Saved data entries
###
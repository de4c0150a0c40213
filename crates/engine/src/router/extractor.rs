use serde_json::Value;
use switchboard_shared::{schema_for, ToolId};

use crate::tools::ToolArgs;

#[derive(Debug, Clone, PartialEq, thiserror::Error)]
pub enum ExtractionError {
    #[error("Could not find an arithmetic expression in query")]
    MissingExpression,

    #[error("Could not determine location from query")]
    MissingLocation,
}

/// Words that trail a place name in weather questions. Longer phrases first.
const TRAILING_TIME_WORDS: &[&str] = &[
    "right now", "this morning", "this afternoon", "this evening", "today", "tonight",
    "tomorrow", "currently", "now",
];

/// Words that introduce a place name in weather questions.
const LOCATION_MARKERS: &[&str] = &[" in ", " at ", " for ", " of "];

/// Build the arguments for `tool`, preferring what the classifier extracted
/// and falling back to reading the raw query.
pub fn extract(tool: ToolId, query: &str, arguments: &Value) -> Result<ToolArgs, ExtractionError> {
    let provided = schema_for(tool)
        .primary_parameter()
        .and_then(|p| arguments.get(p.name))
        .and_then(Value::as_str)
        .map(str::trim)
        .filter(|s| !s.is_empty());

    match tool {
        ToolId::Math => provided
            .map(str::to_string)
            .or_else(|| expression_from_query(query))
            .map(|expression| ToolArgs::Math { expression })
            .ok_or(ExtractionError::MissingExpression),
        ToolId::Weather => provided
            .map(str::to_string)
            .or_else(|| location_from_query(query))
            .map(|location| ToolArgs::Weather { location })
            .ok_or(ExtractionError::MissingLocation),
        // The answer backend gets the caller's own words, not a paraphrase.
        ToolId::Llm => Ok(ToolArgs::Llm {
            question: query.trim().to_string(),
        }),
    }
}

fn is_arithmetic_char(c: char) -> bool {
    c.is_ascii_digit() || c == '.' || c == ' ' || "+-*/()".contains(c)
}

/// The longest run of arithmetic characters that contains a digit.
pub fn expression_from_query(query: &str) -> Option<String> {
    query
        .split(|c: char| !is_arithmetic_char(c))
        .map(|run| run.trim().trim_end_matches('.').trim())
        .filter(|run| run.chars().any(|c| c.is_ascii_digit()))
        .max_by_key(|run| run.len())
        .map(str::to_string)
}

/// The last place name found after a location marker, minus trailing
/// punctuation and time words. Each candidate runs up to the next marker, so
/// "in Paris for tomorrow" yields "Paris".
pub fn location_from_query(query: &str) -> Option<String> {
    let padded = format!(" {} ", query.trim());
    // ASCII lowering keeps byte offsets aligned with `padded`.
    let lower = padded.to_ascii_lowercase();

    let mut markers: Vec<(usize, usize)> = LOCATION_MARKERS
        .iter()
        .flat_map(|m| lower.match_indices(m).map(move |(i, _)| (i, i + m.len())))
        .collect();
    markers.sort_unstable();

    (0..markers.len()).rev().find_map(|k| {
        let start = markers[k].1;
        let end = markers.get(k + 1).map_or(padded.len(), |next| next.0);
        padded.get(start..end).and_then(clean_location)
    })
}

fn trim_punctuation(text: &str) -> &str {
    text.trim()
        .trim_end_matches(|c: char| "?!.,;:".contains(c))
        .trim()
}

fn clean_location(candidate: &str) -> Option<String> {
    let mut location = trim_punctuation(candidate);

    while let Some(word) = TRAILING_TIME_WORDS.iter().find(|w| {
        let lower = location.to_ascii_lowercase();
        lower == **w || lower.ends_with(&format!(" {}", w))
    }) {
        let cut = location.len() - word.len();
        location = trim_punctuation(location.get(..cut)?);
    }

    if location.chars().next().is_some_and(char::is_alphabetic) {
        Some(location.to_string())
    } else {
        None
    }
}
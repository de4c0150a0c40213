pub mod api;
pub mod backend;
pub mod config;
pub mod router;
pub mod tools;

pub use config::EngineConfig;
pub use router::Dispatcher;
###
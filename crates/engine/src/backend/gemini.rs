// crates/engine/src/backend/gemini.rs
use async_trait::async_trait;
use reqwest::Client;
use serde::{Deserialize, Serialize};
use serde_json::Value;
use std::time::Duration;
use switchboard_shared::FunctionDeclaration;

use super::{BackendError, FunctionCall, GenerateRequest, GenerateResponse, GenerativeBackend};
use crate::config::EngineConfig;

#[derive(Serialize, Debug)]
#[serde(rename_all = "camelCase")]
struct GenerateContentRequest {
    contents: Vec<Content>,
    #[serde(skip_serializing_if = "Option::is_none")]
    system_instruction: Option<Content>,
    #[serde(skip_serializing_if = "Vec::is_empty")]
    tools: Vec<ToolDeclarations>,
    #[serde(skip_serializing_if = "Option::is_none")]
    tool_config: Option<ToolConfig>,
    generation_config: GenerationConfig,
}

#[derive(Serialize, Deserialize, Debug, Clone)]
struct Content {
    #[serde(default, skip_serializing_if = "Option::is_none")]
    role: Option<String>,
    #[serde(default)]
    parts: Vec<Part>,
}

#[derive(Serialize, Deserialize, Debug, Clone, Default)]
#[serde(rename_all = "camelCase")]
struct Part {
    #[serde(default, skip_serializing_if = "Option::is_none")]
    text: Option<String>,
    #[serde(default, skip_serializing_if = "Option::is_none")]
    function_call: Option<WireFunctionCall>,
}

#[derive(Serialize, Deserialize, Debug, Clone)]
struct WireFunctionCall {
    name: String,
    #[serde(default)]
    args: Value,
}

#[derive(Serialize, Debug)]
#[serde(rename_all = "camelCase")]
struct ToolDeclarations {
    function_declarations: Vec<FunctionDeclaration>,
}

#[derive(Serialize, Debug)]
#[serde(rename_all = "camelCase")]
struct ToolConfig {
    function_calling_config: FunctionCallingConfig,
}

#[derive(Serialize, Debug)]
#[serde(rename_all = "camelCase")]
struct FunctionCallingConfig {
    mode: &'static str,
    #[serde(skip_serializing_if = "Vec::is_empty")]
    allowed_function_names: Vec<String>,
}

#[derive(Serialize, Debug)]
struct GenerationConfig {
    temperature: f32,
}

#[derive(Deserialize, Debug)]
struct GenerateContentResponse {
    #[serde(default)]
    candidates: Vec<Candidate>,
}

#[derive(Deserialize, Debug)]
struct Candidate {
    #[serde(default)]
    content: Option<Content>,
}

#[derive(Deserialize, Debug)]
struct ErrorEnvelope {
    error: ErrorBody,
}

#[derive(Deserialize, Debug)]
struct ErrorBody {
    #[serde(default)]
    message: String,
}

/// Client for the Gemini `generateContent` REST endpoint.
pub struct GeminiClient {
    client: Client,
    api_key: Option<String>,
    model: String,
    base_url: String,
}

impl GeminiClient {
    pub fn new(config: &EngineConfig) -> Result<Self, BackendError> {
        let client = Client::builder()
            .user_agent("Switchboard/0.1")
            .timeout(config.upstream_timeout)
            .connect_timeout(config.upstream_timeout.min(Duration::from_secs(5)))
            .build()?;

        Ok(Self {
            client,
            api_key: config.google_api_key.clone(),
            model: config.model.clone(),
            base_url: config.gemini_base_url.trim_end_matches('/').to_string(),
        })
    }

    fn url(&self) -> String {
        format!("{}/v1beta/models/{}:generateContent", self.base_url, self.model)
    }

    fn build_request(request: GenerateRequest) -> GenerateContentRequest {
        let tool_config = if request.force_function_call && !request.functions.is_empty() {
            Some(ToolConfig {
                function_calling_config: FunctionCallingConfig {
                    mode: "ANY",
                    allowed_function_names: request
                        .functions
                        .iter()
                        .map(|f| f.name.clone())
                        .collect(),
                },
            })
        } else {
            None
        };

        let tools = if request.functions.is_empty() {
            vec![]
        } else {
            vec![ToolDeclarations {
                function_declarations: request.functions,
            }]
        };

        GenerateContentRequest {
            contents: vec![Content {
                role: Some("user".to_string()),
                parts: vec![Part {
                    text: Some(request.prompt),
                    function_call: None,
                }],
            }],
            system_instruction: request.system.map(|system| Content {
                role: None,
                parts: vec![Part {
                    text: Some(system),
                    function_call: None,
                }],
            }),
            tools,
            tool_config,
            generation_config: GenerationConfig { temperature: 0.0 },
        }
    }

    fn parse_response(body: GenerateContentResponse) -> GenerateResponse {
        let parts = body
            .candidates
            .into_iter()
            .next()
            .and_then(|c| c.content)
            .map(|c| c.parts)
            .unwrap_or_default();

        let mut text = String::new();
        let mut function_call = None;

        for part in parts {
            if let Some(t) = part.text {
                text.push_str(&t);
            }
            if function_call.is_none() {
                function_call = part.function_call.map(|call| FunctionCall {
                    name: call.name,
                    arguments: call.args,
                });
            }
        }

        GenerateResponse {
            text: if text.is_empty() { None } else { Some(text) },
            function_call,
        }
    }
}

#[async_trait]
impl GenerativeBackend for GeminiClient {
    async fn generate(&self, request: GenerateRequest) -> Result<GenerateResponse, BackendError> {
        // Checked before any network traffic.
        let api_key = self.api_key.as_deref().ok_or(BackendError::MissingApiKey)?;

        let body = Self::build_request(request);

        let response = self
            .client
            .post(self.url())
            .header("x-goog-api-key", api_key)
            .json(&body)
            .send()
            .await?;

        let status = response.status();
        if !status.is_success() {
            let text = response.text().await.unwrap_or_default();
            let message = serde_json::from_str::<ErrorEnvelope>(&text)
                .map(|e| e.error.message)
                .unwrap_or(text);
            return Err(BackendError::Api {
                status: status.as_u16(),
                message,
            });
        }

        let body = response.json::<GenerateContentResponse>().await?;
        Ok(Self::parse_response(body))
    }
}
###
| Exercise objective |
Lines containing the word "FunctionDeclaration" are to be pulled from the records and copied.

| Output for this exercise |
use switchboard_shared::FunctionDeclaration;
    function_declarations: Vec<FunctionDeclaration>,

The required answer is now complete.